The Canadian Conference of Catholic Bishops (CCCB) issued a statement when the Cannabis Act was passed last June, saying that “it is lamentable that the federal government has decided to facilitate the provision and use of an addictive substance that will have disastrous effects for so many people.”
Indeed, the Canadian Medical Association, the Canadian Psychiatric Association, and the Canadian Paediatric Society have pointed out how the use of cannabis is linked to addictions, depression, anxiety, psychosis, damage to brain development, and lung problems such as asthma and emphysema.
But cannabis use is not immoral because it has foreseeable negative health and social consequences. So does alcohol, not to mention eating fried chicken while playing video games.
Rather, there is something about using cannabis in itself that is contrary to the moral law.
“With the exception of cannabis use for medicinal purposes, consuming marijuana violates the virtue of temperance and should be avoided,” said Monsignor Frank Leo, general secretary of the Canadian Conference of Catholic Bishops.
Why does cannabis use violate the virtue of temperance?
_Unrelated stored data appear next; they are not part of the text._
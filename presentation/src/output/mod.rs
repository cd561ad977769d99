//! Console output

pub mod console;
pub mod formatter;

pub use console::{ConsoleErrorPresenter, ConsoleRenderer};
pub use formatter::{RadarFormatter, TextFormatter};
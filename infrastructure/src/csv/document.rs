//! CSV document source
//!
//! Implements the application's `CsvSource` port for HTTP(S) URLs and
//! local files. Fetch failures (404s, connect errors, missing files)
//! map to `SourceError::NotFound` so the loader can show the
//! sheet-not-found message.

use super::filename::display_name;
use super::parser::parse_table;
use async_trait::async_trait;
use radar_application::{CsvSource, CsvTable, SourceError};
use std::path::PathBuf;
use tracing::debug;
use url::Url;

/// Where a CSV document lives.
#[derive(Debug, Clone, PartialEq, Eq)]
pub enum SourceLocation {
    Url(String),
    File(PathBuf),
}

impl SourceLocation {
    /// Classify a raw input string as a URL or a file path.
    pub fn from_input(input: &str) -> Self {
        match Url::parse(input) {
            Ok(url) if matches!(url.scheme(), "http" | "https") => {
                SourceLocation::Url(input.to_string())
            }
            _ => SourceLocation::File(PathBuf::from(input)),
        }
    }

    /// The name shown in the document title for this location.
    pub fn display_name(&self) -> String {
        match self {
            SourceLocation::Url(url) => display_name(url),
            SourceLocation::File(path) => display_name(&path.to_string_lossy()),
        }
    }
}

/// CSV fetch/parse adapter for one document location
pub struct CsvDocumentSource {
    location: SourceLocation,
    client: reqwest::Client,
}

impl CsvDocumentSource {
    pub fn new(location: SourceLocation) -> Self {
        Self {
            location,
            client: reqwest::Client::new(),
        }
    }

    pub fn location(&self) -> &SourceLocation {
        &self.location
    }

    async fn fetch_text(&self) -> Result<String, SourceError> {
        match &self.location {
            SourceLocation::Url(url) => {
                debug!("Fetching CSV from {url}");
                let response = self
                    .client
                    .get(url)
                    .send()
                    .await
                    .map_err(|e| SourceError::NotFound(format!("{url}: {e}")))?;
                if !response.status().is_success() {
                    return Err(SourceError::NotFound(format!(
                        "{url}: HTTP {}",
                        response.status()
                    )));
                }
                response
                    .text()
                    .await
                    .map_err(|e| SourceError::NotFound(format!("{url}: {e}")))
            }
            SourceLocation::File(path) => {
                debug!("Reading CSV from {}", path.display());
                tokio::fs::read_to_string(path).await.map_err(|e| {
                    if e.kind() == std::io::ErrorKind::NotFound {
                        SourceError::NotFound(path.display().to_string())
                    } else {
                        SourceError::Io(e)
                    }
                })
            }
        }
    }
}

#[async_trait]
impl CsvSource for CsvDocumentSource {
    async fn fetch(&self) -> Result<CsvTable, SourceError> {
        let content = self.fetch_text().await?;
        parse_table(&content)
    }
}

#[cfg(test)]
mod tests {
    use super::*;
    use std::io::Write;

    #[test]
    fn test_location_classification() {
        assert_eq!(
            SourceLocation::from_input("https://example.com/r.csv"),
            SourceLocation::Url("https://example.com/r.csv".to_string())
        );
        assert_eq!(
            SourceLocation::from_input("data/r.csv"),
            SourceLocation::File(PathBuf::from("data/r.csv"))
        );
        // Windows drive letters are not URL schemes.
        assert_eq!(
            SourceLocation::from_input("C:\\data\\r.csv"),
            SourceLocation::File(PathBuf::from("C:\\data\\r.csv"))
        );
    }

    #[test]
    fn test_display_name_for_locations() {
        let url = SourceLocation::from_input("https://example.com/radars/vol+1.csv");
        assert_eq!(url.display_name(), "vol 1.csv");
        let file = SourceLocation::from_input("/tmp/radar.csv");
        assert_eq!(file.display_name(), "radar.csv");
    }

    #[tokio::test]
    async fn test_fetches_and_parses_local_file() {
        let mut file = tempfile::NamedTempFile::new().unwrap();
        writeln!(file, "name,ring,quadrant,isNew").unwrap();
        writeln!(file, "Kafka,adopt,Platforms,true").unwrap();

        let source = CsvDocumentSource::new(SourceLocation::File(file.path().to_path_buf()));
        let table = source.fetch().await.unwrap();
        assert_eq!(table.rows.len(), 1);
        assert_eq!(table.rows[0].get("name"), Some("Kafka"));
    }

    #[tokio::test]
    async fn test_missing_file_is_not_found() {
        let source =
            CsvDocumentSource::new(SourceLocation::File(PathBuf::from("/nonexistent/r.csv")));
        let err = source.fetch().await.unwrap_err();
        assert!(matches!(err, SourceError::NotFound(_)));
    }
}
One might consider what the Catechism of the Catholic Church says on the matter:
(#2290) The virtue of temperance disposes us to avoid every kind of excess: the abuse of food, alcohol, tobacco, or medicine. Those incur grave guilt who, by drunkenness or a love of speed, endanger their own and others’ safety on the road, at sea, or in the air.
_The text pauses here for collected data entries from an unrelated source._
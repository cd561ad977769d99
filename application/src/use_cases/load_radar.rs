//! Load Radar use case.
//!
//! Drives one document load end to end: fetch/parse the CSV source,
//! validate, sanitize, assemble, and dispatch the result to the
//! rendering or error-display collaborator.
//!
//! A load moves `Idle -> Loading -> Ready | Failed`; both terminal
//! states are final, with no retries. The loading presenter brackets
//! the Loading state, and this use case is the single point where
//! error kinds are translated into user-facing text.

use crate::pipeline::{ContentValidator, assemble, sanitize};
use crate::ports::csv_source::{CsvSource, SourceError};
use crate::ports::error_presenter::ErrorPresenter;
use crate::ports::loading_presenter::LoadingPresenter;
use crate::ports::renderer::Renderer;
use radar_domain::{Radar, RadarError};
use std::sync::Arc;
use thiserror::Error;
use tracing::{debug, error, info};

/// Base user-facing failure message; also the verbatim message for a
/// failed fetch.
pub const SHEET_NOT_FOUND_MESSAGE: &str = "Oops! We can't find the Google Sheet you've entered";

/// Smallest viewport the renderer is ever handed.
pub const MIN_VIEWPORT: u32 = 620;

/// Errors that can occur during a load.
#[derive(Error, Debug)]
pub enum LoadError {
    #[error(transparent)]
    Source(#[from] SourceError),

    #[error(transparent)]
    Radar(#[from] RadarError),
}

/// Document title derived from the source filename.
///
/// A trailing ".csv" suffix is stripped; any other name passes through
/// unchanged.
#[derive(Debug, Clone, PartialEq, Eq)]
pub struct DocumentTitle(String);

impl DocumentTitle {
    pub fn from_source_name(source_name: &str) -> Self {
        let title = source_name.strip_suffix(".csv").unwrap_or(source_name);
        Self(title.to_string())
    }

    pub fn as_str(&self) -> &str {
        &self.0
    }
}

impl std::fmt::Display for DocumentTitle {
    fn fmt(&self, f: &mut std::fmt::Formatter<'_>) -> std::fmt::Result {
        f.write_str(&self.0)
    }
}

/// Input for the [`LoadRadarUseCase`].
#[derive(Debug, Clone)]
pub struct LoadRadarInput {
    /// Display name of the source (typically its filename).
    pub source_name: String,
    /// Name of the sheet this load reads.
    pub current_sheet_name: String,
    /// Names of alternate sheets, insertion order preserved.
    pub alternative_sheet_names: Vec<String>,
    /// Requested viewport size; floored to [`MIN_VIEWPORT`].
    pub viewport_size: u32,
}

impl LoadRadarInput {
    pub fn new(source_name: impl Into<String>, current_sheet_name: impl Into<String>) -> Self {
        Self {
            source_name: source_name.into(),
            current_sheet_name: current_sheet_name.into(),
            alternative_sheet_names: Vec::new(),
            viewport_size: MIN_VIEWPORT,
        }
    }

    pub fn with_alternatives(mut self, names: Vec<String>) -> Self {
        self.alternative_sheet_names = names;
        self
    }

    pub fn with_viewport_size(mut self, size: u32) -> Self {
        self.viewport_size = size;
        self
    }
}

/// Terminal state of one load.
#[derive(Debug)]
pub enum LoadOutcome {
    Ready {
        radar: Radar,
        title: DocumentTitle,
    },
    Failed {
        message: String,
    },
}

impl LoadOutcome {
    pub fn is_ready(&self) -> bool {
        matches!(self, LoadOutcome::Ready { .. })
    }
}

/// Use case orchestrating one radar document load
pub struct LoadRadarUseCase {
    source: Arc<dyn CsvSource>,
    renderer: Arc<dyn Renderer>,
    error_presenter: Arc<dyn ErrorPresenter>,
    loading_presenter: Arc<dyn LoadingPresenter>,
}

impl LoadRadarUseCase {
    pub fn new(
        source: Arc<dyn CsvSource>,
        renderer: Arc<dyn Renderer>,
        error_presenter: Arc<dyn ErrorPresenter>,
        loading_presenter: Arc<dyn LoadingPresenter>,
    ) -> Self {
        Self {
            source,
            renderer,
            error_presenter,
            loading_presenter,
        }
    }

    /// Execute one load to its terminal state.
    pub async fn execute(&self, input: LoadRadarInput) -> LoadOutcome {
        info!("Loading radar document: {}", input.source_name);
        self.loading_presenter.show();
        let result = self.load(&input).await;
        self.loading_presenter.hide();

        match result {
            Ok(radar) => {
                let title = DocumentTitle::from_source_name(&input.source_name);
                let size = input.viewport_size.max(MIN_VIEWPORT);
                info!(
                    quadrants = radar.quadrants().len(),
                    blips = radar.blip_count(),
                    "Radar ready: {title}"
                );
                self.renderer.render(&radar, size);
                LoadOutcome::Ready { radar, title }
            }
            Err(load_error) => {
                let message = Self::user_message(&load_error);
                self.error_presenter.present(&message);
                LoadOutcome::Failed { message }
            }
        }
    }

    async fn load(&self, input: &LoadRadarInput) -> Result<Radar, LoadError> {
        let table = self.source.fetch().await?;
        debug!(
            columns = table.columns.len(),
            rows = table.rows.len(),
            "Fetched CSV table"
        );

        let validator = ContentValidator::new(table.columns.clone());
        validator.verify_headers()?;
        validator.verify_content(&table.rows)?;

        let rows = table
            .rows
            .iter()
            .enumerate()
            .map(|(index, row)| sanitize(row, index + 1))
            .collect::<Result<Vec<_>, _>>()?;

        let radar = assemble(
            &rows,
            &input.current_sheet_name,
            &input.alternative_sheet_names,
        )?;
        Ok(radar)
    }

    /// Translate an error kind into the user-facing message.
    ///
    /// Data-shape problems append their detail to the base message;
    /// anything unexpected is logged and collapsed to the generic
    /// message so internals never reach the user.
    fn user_message(load_error: &LoadError) -> String {
        match load_error {
            LoadError::Source(SourceError::NotFound(_)) => SHEET_NOT_FOUND_MESSAGE.to_string(),
            LoadError::Radar(radar_error) => {
                format!("{SHEET_NOT_FOUND_MESSAGE} {radar_error}")
            }
            LoadError::Source(unexpected) => {
                error!("Unexpected load failure: {unexpected}");
                SHEET_NOT_FOUND_MESSAGE.to_string()
            }
        }
    }
}

#[cfg(test)]
mod tests {
    use super::*;
    use crate::ports::csv_source::{CsvTable, RawRow};
    use async_trait::async_trait;
    use std::sync::Mutex;

    struct FixedSource(Result<CsvTable, fn() -> SourceError>);

    #[async_trait]
    impl CsvSource for FixedSource {
        async fn fetch(&self) -> Result<CsvTable, SourceError> {
            match &self.0 {
                Ok(table) => Ok(table.clone()),
                Err(make) => Err(make()),
            }
        }
    }

    #[derive(Default)]
    struct RecordingRenderer {
        calls: Mutex<Vec<(usize, u32)>>,
    }

    impl Renderer for RecordingRenderer {
        fn render(&self, radar: &Radar, viewport_size: u32) {
            self.calls
                .lock()
                .unwrap()
                .push((radar.blip_count(), viewport_size));
        }
    }

    #[derive(Default)]
    struct RecordingErrorPresenter {
        messages: Mutex<Vec<String>>,
    }

    impl ErrorPresenter for RecordingErrorPresenter {
        fn present(&self, user_message: &str) {
            self.messages.lock().unwrap().push(user_message.to_string());
        }
    }

    #[derive(Default)]
    struct RecordingLoading {
        events: Mutex<Vec<&'static str>>,
    }

    impl LoadingPresenter for RecordingLoading {
        fn show(&self) {
            self.events.lock().unwrap().push("show");
        }
        fn hide(&self) {
            self.events.lock().unwrap().push("hide");
        }
    }

    fn table() -> CsvTable {
        let columns = ["name", "ring", "quadrant", "isNew"]
            .iter()
            .map(|s| s.to_string())
            .collect();
        let rows = vec![
            row(&[("name", "A"), ("ring", "Adopt"), ("quadrant", "Tools"), ("isNew", "true")]),
            row(&[
                ("name", "B"),
                ("ring", "hold"),
                ("quadrant", "Languages"),
                ("isNew", "false"),
            ]),
        ];
        CsvTable::new(columns, rows)
    }

    fn row(pairs: &[(&str, &str)]) -> RawRow {
        pairs.iter().copied().collect()
    }

    fn use_case(
        source: FixedSource,
    ) -> (
        LoadRadarUseCase,
        Arc<RecordingRenderer>,
        Arc<RecordingErrorPresenter>,
        Arc<RecordingLoading>,
    ) {
        let renderer = Arc::new(RecordingRenderer::default());
        let errors = Arc::new(RecordingErrorPresenter::default());
        let loading = Arc::new(RecordingLoading::default());
        let use_case = LoadRadarUseCase::new(
            Arc::new(source),
            renderer.clone(),
            errors.clone(),
            loading.clone(),
        );
        (use_case, renderer, errors, loading)
    }

    #[tokio::test]
    async fn test_successful_load_renders_and_strips_title() {
        let (use_case, renderer, errors, loading) = use_case(FixedSource(Ok(table())));
        let input = LoadRadarInput::new("radar.csv", "CSV File").with_viewport_size(100);

        let outcome = use_case.execute(input).await;

        match outcome {
            LoadOutcome::Ready { radar, title } => {
                assert_eq!(title.as_str(), "radar");
                assert_eq!(radar.quadrants().len(), 2);
            }
            LoadOutcome::Failed { message } => panic!("unexpected failure: {message}"),
        }
        // Viewport floored to the minimum.
        assert_eq!(*renderer.calls.lock().unwrap(), vec![(2, MIN_VIEWPORT)]);
        assert!(errors.messages.lock().unwrap().is_empty());
        assert_eq!(*loading.events.lock().unwrap(), vec!["show", "hide"]);
    }

    #[tokio::test]
    async fn test_title_without_csv_suffix_passes_through() {
        assert_eq!(DocumentTitle::from_source_name("My Radar").as_str(), "My Radar");
        assert_eq!(DocumentTitle::from_source_name("data.csv").as_str(), "data");
    }

    #[tokio::test]
    async fn test_fetch_failure_presents_message_verbatim() {
        let (use_case, renderer, errors, loading) = use_case(FixedSource(Err(|| {
            SourceError::NotFound("http://example.com/missing.csv".to_string())
        })));

        let outcome = use_case.execute(LoadRadarInput::new("missing.csv", "CSV File")).await;

        assert!(!outcome.is_ready());
        assert_eq!(
            *errors.messages.lock().unwrap(),
            vec![SHEET_NOT_FOUND_MESSAGE.to_string()]
        );
        assert!(renderer.calls.lock().unwrap().is_empty());
        assert_eq!(*loading.events.lock().unwrap(), vec!["show", "hide"]);
    }

    #[tokio::test]
    async fn test_missing_header_fails_before_rows_are_read() {
        let mut bad = table();
        bad.columns.retain(|c| c != "quadrant");
        let (use_case, renderer, errors, _) = use_case(FixedSource(Ok(bad)));

        let outcome = use_case.execute(LoadRadarInput::new("radar.csv", "CSV File")).await;

        assert!(!outcome.is_ready());
        let messages = errors.messages.lock().unwrap();
        assert_eq!(messages.len(), 1);
        assert!(messages[0].starts_with(SHEET_NOT_FOUND_MESSAGE));
        assert!(messages[0].contains("quadrant"));
        assert!(renderer.calls.lock().unwrap().is_empty());
    }

    #[tokio::test]
    async fn test_blank_name_fails_whole_load() {
        let mut bad = table();
        bad.rows[1] = row(&[
            ("name", ""),
            ("ring", "hold"),
            ("quadrant", "Languages"),
            ("isNew", "false"),
        ]);
        let (use_case, renderer, errors, _) = use_case(FixedSource(Ok(bad)));

        let outcome = use_case.execute(LoadRadarInput::new("radar.csv", "CSV File")).await;

        assert!(!outcome.is_ready());
        assert!(errors.messages.lock().unwrap()[0].contains("name"));
        // No partial radar reaches the renderer.
        assert!(renderer.calls.lock().unwrap().is_empty());
    }

    #[tokio::test]
    async fn test_unexpected_source_error_shows_generic_message() {
        let (use_case, _, errors, _) = use_case(FixedSource(Err(|| {
            SourceError::Parse("bad quoting".to_string())
        })));

        use_case.execute(LoadRadarInput::new("radar.csv", "CSV File")).await;

        let messages = errors.messages.lock().unwrap();
        assert_eq!(messages[0], SHEET_NOT_FOUND_MESSAGE);
        assert!(!messages[0].contains("bad quoting"));
    }
}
(#2291) The use of drugs inflicts very grave damage on human health and life. Their use, except on strictly therapeutic grounds, is a grave offense. Clandestine production of and trafficking in drugs are scandalous practices. They constitute direct co-operation in evil, since they encourage people to practices gravely contrary to the moral law.
Here the Christian tradition links drug use to the excessive – “intemperate” – use of food and drink. But there is something different about drugs, namely that it is not the “excess” that is sinful – gluttony, drunkenness – but the use itself.
It is helpful to think about alcohol here. Drinking alcohol in itself has not been considered sinful by the Christian tradition; quite to the contrary, both the Scriptures and the long Christian tradition of worship look favourably on the “fruit of the vine”. That being said, the problem of drunkenness appears early in the scriptures (Noah) and the (minority) Christian tradition of abstaining entirely from alcohol has venerable roots, both ancient and modern.
At what point does alcohol pass from being a pleasant enjoyment of God’s bounty to a sinful indulgence? When does it cease to be temperate? The traditional answer was refined during the scholastic period by authorities such as St. Thomas Aquinas. Alcohol consumption becomes immoral when it compromises our reason, that rational faculty which makes us distinctively human. The line can be a fine one, though often enough it is quite obvious.
When wine or spirits or beer help us to be more convivial, or even help us to relax us or appreciate the goodness of Creation, they are to the good. When they corrupt us – in reason, in speech, in behaviour – drinking is a moral problem. There are those for whom even the smallest drink is likely to lead to those effects, so they are wise to be completely abstemious.
Thus the moral problem with drugs is that they aim directly at compromising the reason, altering the perception of reality and the capacity to think clearly. With marijuana, it is often this hallucinatory effect that is the principal purpose of the use. Drug use is thus better likened to alcohol abuse, a violation of temperance, not simple alcohol use.
I wrote recently that with the legalization of cannabis today, the sum of human misery in Canada will increase.
That’s a good reason not to legalize it, but not an argument why the use of it is immoral for a particular individual. It would be better if this social scourge were prevented by both civil law and the moral law. Now Canada will have to get by with only the latter.